### ACTIVITY
Write out again only the lines that run from the start of the entries to the line containing "pub struct LearningItem", both included.

### Stored items

use chrono::{DateTime, NaiveDate, Utc};
use serde::{Deserialize, Serialize};

pub type ItemId = String;

pub const MIN_LEVEL: u8 = 1;
pub const MAX_LEVEL: u8 = 5;

/// Global difficulty level, always within `MIN_LEVEL..=MAX_LEVEL`.
///
/// Out-of-range input is clamped on construction and on deserialization, so a
/// corrupted stored value never reaches the controller.
#[derive(Debug, Clone, Copy, PartialEq, Eq, PartialOrd, Ord, Hash, Serialize, Deserialize)]
#[serde(from = "i64", into = "i64")]
pub struct Level(u8);

impl Level {
    pub const MIN: Level = Level(MIN_LEVEL);
    pub const MAX: Level = Level(MAX_LEVEL);

    pub fn new(value: i64) -> Self {
        Self(value.clamp(MIN_LEVEL as i64, MAX_LEVEL as i64) as u8)
    }

    pub fn get(self) -> u8 {
        self.0
    }

    pub fn is_max(self) -> bool {
        self.0 >= MAX_LEVEL
    }

    pub fn is_min(self) -> bool {
        self.0 <= MIN_LEVEL
    }

    pub fn raised(self) -> Self {
        Self::new(self.0 as i64 + 1)
    }

    pub fn lowered(self) -> Self {
        Self::new(self.0 as i64 - 1)
    }
}

impl Default for Level {
    fn default() -> Self {
        Self::MIN
    }
}

impl From<i64> for Level {
    fn from(value: i64) -> Self {
        Self::new(value)
    }
}

impl From<Level> for i64 {
    fn from(level: Level) -> Self {
        level.0 as i64
    }
}

impl std::fmt::Display for Level {
    fn fmt(&self, f: &mut std::fmt::Formatter<'_>) -> std::fmt::Result {
        write!(f, "{}", self.0)
    }
}

// ============================================================
// Content
// ============================================================

#[derive(Debug, Clone, PartialEq, Serialize, Deserialize)]
#[serde(rename_all = "camelCase")]
pub struct LearningItem {
    pub id: ItemId,
    pub text: String,
    #[serde(default, skip_serializing_if = "Option::is_none")]
    pub category: Option<String>,
}

impl LearningItem {
    pub fn new(id: impl Into<ItemId>, text: impl Into<String>) -> Self {
        Self {
            id: id.into(),
            text: text.into(),
            category: None,
        }
    }

    pub fn char_count(&self) -> usize {
        self.text.chars().filter(|c| !c.is_whitespace()).count()
    }

    pub fn word_count(&self) -> usize {
        self.text.split_whitespace().count()
    }

    /// A-priori difficulty bucket from surface features only.
    ///
    /// Single words are bucketed by length; multi-word items (phrases and
    /// sentences) start at 2 and grow with the number of words.
    pub fn difficulty_bucket(&self) -> Level {
        let words = self.word_count();
        let chars = self.char_count();
        let bucket = if words <= 1 {
            match chars {
                0..=4 => 1,
                5..=7 => 2,
                8..=10 => 3,
                11..=14 => 4,
                _ => 5,
            }
        } else {
            match words {
                2..=3 => 2,
                4..=6 => 3,
                7..=10 => 4,
                _ => 5,
            }
        };
        Level::new(bucket)
    }
}

// ============================================================
// Scheduling state
// ============================================================

#[derive(Debug, Clone, PartialEq, Serialize, Deserialize)]
#[serde(rename_all = "camelCase")]
pub struct ReviewRecord {
    pub item_id: ItemId,
    pub repetitions: u32,
    /// Days until the item is next due.
    pub interval: u32,
    pub ease_factor: f64,
    pub next_due: DateTime<Utc>,
    pub last_studied: DateTime<Utc>,
    /// Set once the item has been answered correctly at least once.
    #[serde(default)]
    pub learned: bool,
}

#[derive(Debug, Clone, PartialEq, Serialize, Deserialize)]
#[serde(rename_all = "camelCase")]
pub struct ActivityEvent {
    pub timestamp: DateTime<Utc>,
    pub item_id: ItemId,
    pub is_correct: bool,
    pub session_type: String,
}

impl ActivityEvent {
    pub fn new(
        timestamp: DateTime<Utc>,
        item_id: impl Into<ItemId>,
        is_correct: bool,
        session_type: impl Into<String>,
    ) -> Self {
        Self {
            timestamp,
            item_id: item_id.into(),
            is_correct,
            session_type: session_type.into(),
        }
    }
}

#[derive(Debug, Clone, PartialEq, Serialize, Deserialize)]
#[serde(rename_all = "camelCase")]
pub struct UserStats {
    pub total_items_learned: u32,
    pub total_study_time_minutes: u32,
    pub streak_days: u32,
    pub current_level: Level,
    pub daily_goal: u32,
    #[serde(default)]
    pub last_study_date: Option<NaiveDate>,
}

impl Default for UserStats {
    fn default() -> Self {
        Self {
            total_items_learned: 0,
            total_study_time_minutes: 0,
            streak_days: 0,
            current_level: Level::MIN,
            daily_goal: 10,
            last_study_date: None,
        }
    }
}

// ============================================================
// Derived analysis
// ============================================================

#[derive(Debug, Clone, PartialEq, Serialize, Deserialize)]
#[serde(rename_all = "camelCase")]
pub struct PerformanceMetrics {
    pub accuracy: f64,
    /// Seconds per attempt.
    pub average_response_time: f64,
    pub streak_length: usize,
    pub session_length: usize,
    /// Most recent first, 1 = correct.
    pub recent_performance: Vec<u8>,
    pub current_level: Level,
}

#[derive(Debug, Clone, Copy, PartialEq, Eq, Serialize, Deserialize)]
#[serde(rename_all = "lowercase")]
pub enum AdjustmentType {
    Increase,
    Decrease,
    Maintain,
}

impl AdjustmentType {
    pub fn as_str(&self) -> &'static str {
        match self {
            Self::Increase => "increase",
            Self::Decrease => "decrease",
            Self::Maintain => "maintain",
        }
    }
}

#[derive(Debug, Clone, PartialEq, Serialize, Deserialize)]
#[serde(rename_all = "camelCase")]
pub struct DifficultyAdjustment {
    pub new_level: Level,
    pub reason: String,
    pub adjustment_type: AdjustmentType,
    pub confidence: f64,
}

#[derive(Debug, Clone, Copy, Default, PartialEq, Eq, Serialize, Deserialize)]
#[serde(rename_all = "lowercase")]
pub enum TrendState {
    Up,
    #[default]
    Flat,
    Stuck,
    Down,
}

impl TrendState {
    pub fn as_str(&self) -> &'static str {
        match self {
            Self::Up => "up",
            Self::Flat => "flat",
            Self::Stuck => "stuck",
            Self::Down => "down",
        }
    }

    pub fn parse(s: &str) -> Self {
        match s.to_lowercase().as_str() {
            "up" => Self::Up,
            "stuck" => Self::Stuck,
            "down" => Self::Down,
            _ => Self::Flat,
        }
    }
}

// ============================================================
// Goals
// ============================================================

#[derive(Debug, Clone, Copy, PartialEq, Eq, Serialize, Deserialize)]
#[serde(rename_all = "lowercase")]
pub enum GoalPriority {
    High,
    Medium,
    Low,
}

#[derive(Debug, Clone, Copy, PartialEq, Eq, Serialize, Deserialize)]
#[serde(rename_all = "lowercase")]
pub enum GoalCategory {
    Vocabulary,
    Grammar,
    Fluency,
    Accuracy,
    Speed,
}

#[derive(Debug, Clone, PartialEq, Serialize, Deserialize)]
#[serde(rename_all = "camelCase")]
pub struct LearningGoal {
    pub id: String,
    pub target_value: f64,
    pub current_value: f64,
    pub unit: String,
    pub priority: GoalPriority,
    pub category: GoalCategory,
    /// Percentage, 0..=100.
    pub progress: f64,
}

// ============================================================
// Curriculum and recommendations
// ============================================================

#[derive(Debug, Clone, Copy, PartialEq, Eq, Hash, Serialize, Deserialize)]
#[serde(rename_all = "lowercase")]
pub enum DifficultyPreference {
    Beginner,
    Intermediate,
    Advanced,
}

impl DifficultyPreference {
    pub fn from_level(level: Level) -> Self {
        match level.get() {
            0..=2 => Self::Beginner,
            3..=4 => Self::Intermediate,
            _ => Self::Advanced,
        }
    }

    pub fn as_str(&self) -> &'static str {
        match self {
            Self::Beginner => "beginner",
            Self::Intermediate => "intermediate",
            Self::Advanced => "advanced",
        }
    }
}

#[derive(Debug, Clone, PartialEq, Serialize, Deserialize)]
#[serde(rename_all = "camelCase")]
pub struct PathModule {
    pub id: String,
    pub title: String,
    #[serde(default)]
    pub prerequisites: Vec<String>,
}

#[derive(Debug, Clone, PartialEq, Serialize, Deserialize)]
#[serde(rename_all = "camelCase")]
pub struct LearningPath {
    pub id: String,
    pub title: String,
    pub tier: DifficultyPreference,
    #[serde(default)]
    pub prerequisites: Vec<String>,
    pub modules: Vec<PathModule>,
}

#[derive(Debug, Clone, Copy, PartialEq, Eq, Serialize, Deserialize)]
#[serde(rename_all = "lowercase")]
pub enum RecommendationType {
    Path,
    Module,
    Activity,
    Review,
}

#[derive(Debug, Clone, PartialEq, Serialize, Deserialize)]
#[serde(rename_all = "camelCase")]
pub struct Recommendation {
    #[serde(rename = "type")]
    pub kind: RecommendationType,
    pub title: String,
    pub reason: String,
    pub confidence: f64,
    pub estimated_benefit: f64,
    #[serde(default)]
    pub payload: serde_json::Value,
}

impl Recommendation {
    pub fn score(&self) -> f64 {
        self.confidence * self.estimated_benefit
    }
}

#[cfg(test)]
mod tests {
    use super::*;

    #[test]
    fn level_clamps_out_of_range() {
        assert_eq!(Level::new(6).get(), 5);
        assert_eq!(Level::new(0).get(), 1);
        assert_eq!(Level::new(-3).get(), 1);
        assert_eq!(Level::MAX.raised(), Level::MAX);
        assert_eq!(Level::MIN.lowered(), Level::MIN);
    }

    #[test]
    fn level_deserialization_clamps() {
        let level: Level = serde_json::from_str("9").unwrap();
        assert_eq!(level, Level::MAX);
        assert_eq!(serde_json::to_string(&Level::new(3)).unwrap(), "3");
    }

    #[test]
    fn difficulty_bucket_from_text() {
        assert_eq!(LearningItem::new("w1", "cat").difficulty_bucket().get(), 1);
        assert_eq!(LearningItem::new("w2", "library").difficulty_bucket().get(), 2);
        assert_eq!(LearningItem::new("w3", "incomprehensible").difficulty_bucket().get(), 5);
        assert_eq!(LearningItem::new("s1", "good morning").difficulty_bucket().get(), 2);
        assert_eq!(
            LearningItem::new("s2", "the quick brown fox jumps over the lazy dog today")
                .difficulty_bucket()
                .get(),
            4
        );
    }

    #[test]
    fn preference_from_level() {
        assert_eq!(DifficultyPreference::from_level(Level::new(2)), DifficultyPreference::Beginner);
        assert_eq!(DifficultyPreference::from_level(Level::new(4)), DifficultyPreference::Intermediate);
        assert_eq!(DifficultyPreference::from_level(Level::new(5)), DifficultyPreference::Advanced);
    }

    #[test]
    fn recommendation_serializes_type_field() {
        let rec = Recommendation {
            kind: RecommendationType::Review,
            title: "t".to_string(),
            reason: "r".to_string(),
            confidence: 0.8,
            estimated_benefit: 0.85,
            payload: serde_json::Value::Null,
        };
        let json = serde_json::to_value(&rec).unwrap();
        assert_eq!(json["type"], "review");
        assert!(json["estimatedBenefit"].is_number());
    }

    #[test]
    fn trend_state_parse() {
        assert_eq!(TrendState::parse("UP"), TrendState::Up);
        assert_eq!(TrendState::parse("bogus"), TrendState::Flat);
    }
}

### RESULT BELOW
use chrono::{DateTime, NaiveDate, Utc};
use serde::{Deserialize, Serialize};

pub type ItemId = String;

pub const MIN_LEVEL: u8 = 1;
pub const MAX_LEVEL: u8 = 5;

/// Global difficulty level, always within `MIN_LEVEL..=MAX_LEVEL`.
///
/// Out-of-range input is clamped on construction and on deserialization, so a
/// corrupted stored value never reaches the controller.
#[derive(Debug, Clone, Copy, PartialEq, Eq, PartialOrd, Ord, Hash, Serialize, Deserialize)]
#[serde(from = "i64", into = "i64")]
pub struct Level(u8);

impl Level {
    pub const MIN: Level = Level(MIN_LEVEL);
    pub const MAX: Level = Level(MAX_LEVEL);

    pub fn new(value: i64) -> Self {
        Self(value.clamp(MIN_LEVEL as i64, MAX_LEVEL as i64) as u8)
    }

    pub fn get(self) -> u8 {
        self.0
    }

    pub fn is_max(self) -> bool {
        self.0 >= MAX_LEVEL
    }

    pub fn is_min(self) -> bool {
        self.0 <= MIN_LEVEL
    }

    pub fn raised(self) -> Self {
        Self::new(self.0 as i64 + 1)
    }

    pub fn lowered(self) -> Self {
        Self::new(self.0 as i64 - 1)
    }
}

impl Default for Level {
    fn default() -> Self {
        Self::MIN
    }
}

impl From<i64> for Level {
    fn from(value: i64) -> Self {
        Self::new(value)
    }
}

impl From<Level> for i64 {
    fn from(level: Level) -> Self {
        level.0 as i64
    }
}

impl std::fmt::Display for Level {
    fn fmt(&self, f: &mut std::fmt::Formatter<'_>) -> std::fmt::Result {
        write!(f, "{}", self.0)
    }
}

// ============================================================
// Content
// ============================================================

#[derive(Debug, Clone, PartialEq, Serialize, Deserialize)]
#[serde(rename_all = "camelCase")]
pub struct LearningItem {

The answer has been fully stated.